Through working in these unique roles, our clinical experiences inform us that navigation of the health care system and the subsequent development of robust care plans in collaboration with family members, caregivers and allied health professionals are key factors in fostering independence and improving a person’s quality of life. However, it is of paramount importance that all of our clients’ needs and preferences are at the heart of their care plans. While for clients living with dementias, the role of their caregivers often becomes instrumental in providing advocacy and insight into the construction of a durable care plan as well.

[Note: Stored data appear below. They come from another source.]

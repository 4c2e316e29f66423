//! Canonical proto3 JSON mapping.
//!
//! Serialization walks the same [`MessageSpec`](crate::spec::MessageSpec)
//! that drives the binary codec, producing a `serde_json::Value` tree.
//! Parsing resolves object keys by the field's JSON name first, then its
//! proto name, and ignores unknown keys. Well-known types get their
//! special shapes through the hooks in [`well_known`].

pub mod well_known;

use serde_json::{Map, Value};

use crate::error::DecodeError;
use crate::message::Message;

/// Options accepted by both JSON directions.
#[derive(Debug, Clone, Copy, PartialEq, Eq)]
pub struct JsonOptions {
    /// Use the camelCase `jsonName` for object keys; proto names otherwise.
    pub json_names: bool,
    /// Serialize enums by declared name; integer values otherwise.
    pub enum_names: bool,
    /// Elide proto3 default values.
    pub omit_default_values: bool,
}

impl Default for JsonOptions {
    fn default() -> Self {
        JsonOptions {
            json_names: true,
            enum_names: true,
            omit_default_values: true,
        }
    }
}

impl JsonOptions {
    /// The canonical mapping: camelCase keys, enum names, defaults elided.
    pub fn new() -> Self {
        JsonOptions::default()
    }

    /// Keep proto field names instead of camelCase JSON names.
    pub fn with_proto_names(self) -> Self {
        JsonOptions {
            json_names: false,
            ..self
        }
    }

    /// Serialize enums as their integer value.
    pub fn with_enum_numbers(self) -> Self {
        JsonOptions {
            enum_names: false,
            ..self
        }
    }

    /// Emit fields even when they hold their default value.
    pub fn with_defaults(self) -> Self {
        JsonOptions {
            omit_default_values: false,
            ..self
        }
    }

    pub(crate) fn keep_defaults(&self) -> Self {
        JsonOptions {
            omit_default_values: false,
            ..*self
        }
    }
}

/// Serialize a message to the canonical JSON mapping.
///
/// Total: a well-typed message always serializes.
pub fn to_json<M: Message>(message: &M, options: &JsonOptions) -> Value {
    // Well-known messages serialize their own fields with defaults kept so
    // the shape hooks always see seconds/nanos/value/... present.
    let effective = if well_known::is_well_known(M::NAME) {
        options.keep_defaults()
    } else {
        *options
    };
    let mut object = Map::new();
    for field_spec in M::spec().fields() {
        field_spec.emit_json(message, &effective, &mut object);
    }
    well_known::pack(M::NAME, Value::Object(object))
}

/// Parse a message from the canonical JSON mapping.
///
/// JSON `null` for a field means "absent"; unknown object keys are
/// ignored. Errors reuse the binary decode taxonomy, keyed by the
/// offending fragment.
pub fn from_json<M: Message>(value: &Value) -> Result<M, DecodeError> {
    let unpacked;
    let value = match well_known::unpack(M::NAME, value)? {
        Some(wrapped) => {
            unpacked = wrapped;
            &unpacked
        }
        None => value,
    };
    let object = value
        .as_object()
        .ok_or_else(|| DecodeError::illegal_value("expected JSON object", M::NAME))?;
    let mut message = M::default();
    for field_spec in M::spec().fields() {
        field_spec.absorb_json(&mut message, object)?;
    }
    Ok(message)
}
use thiserror::Error;

use crate::types::SessionId;

#[derive(Error, Debug, Clone, PartialEq)]
pub enum PlaybackError {
    #[error("Invalid argument: {0}")]
    InvalidArgument(String),
    #[error("Unsupported command '{0}'")]
    UnsupportedCommand(String),
    #[error("Session '{session_id}' not found")]
    SessionNotFound { session_id: SessionId },
    #[error("Session '{session_id}' already exists")]
    SessionExists { session_id: SessionId },
    #[error("Session '{session_id}' backs the default routes and cannot be ended")]
    DefaultSessionPinned { session_id: SessionId },
    #[error("Session '{session_id}' is no longer running")]
    SessionClosed { session_id: SessionId },
    #[error("Failed to lock {0}")]
    LockError(String),
}

#[derive(Error, Debug)]
pub enum ConfigError {
    #[error("Invalid listen address '{addr}': {source}")]
    InvalidListenAddress {
        addr: String,
        #[source]
        source: std::net::AddrParseError,
    },
    #[error("Invalid default session: {0}")]
    InvalidDefaultSession(PlaybackError),
    #[error("Invalid default duration {0}: must be a finite, non-negative number of seconds")]
    InvalidDefaultDuration(f64),
}

impl From<PlaybackError> for String {
    fn from(err: PlaybackError) -> String {
        err.to_string()
    }
}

Navigation of our complex health care system may seem to be a daunting and impossible task for many. However, with the right guidance and support that Social Workers can provide, it becomes much more possible to develop the right combination of resources and community supports that will be integral to supporting both clients and their caregivers towards ageing in place. After all, for most of us, there really is “no place like home” and there is no better place to support a person to remain healthy and independent whenever possible.

Date modified: 2017-04-26

About the Authors:

Revital Shuster, MSW, RSW

Revital Shuster is a Social Work Care Navigator with Sinai Health System’s Circle of Care. Revital is currently working in collaboration with Mount Sinai Hospital to provide enhanced community supports and counselling, including community case management, to patients with complex needs and their families who are being transitioned from hospital to home and may be living at risk.

Anna Siciliano, MSW, RSW

Anna Siciliano is a Social Work Care Navigator with Sinai Health System’s Circle of Care. Anna is currently working as a member of the Toronto Central LHIN’s Independence at Home Community Outreach Team which consists of a Registered Nurse, Social Worker, CCAC Care Coordinator, Pharmacist and Geriatrician. This unique team provides specialized, comprehensive geriatric assessments, navigation and access to rehabilitative services to medically complex and frail older adults who live at home and have experienced a recent functional decline.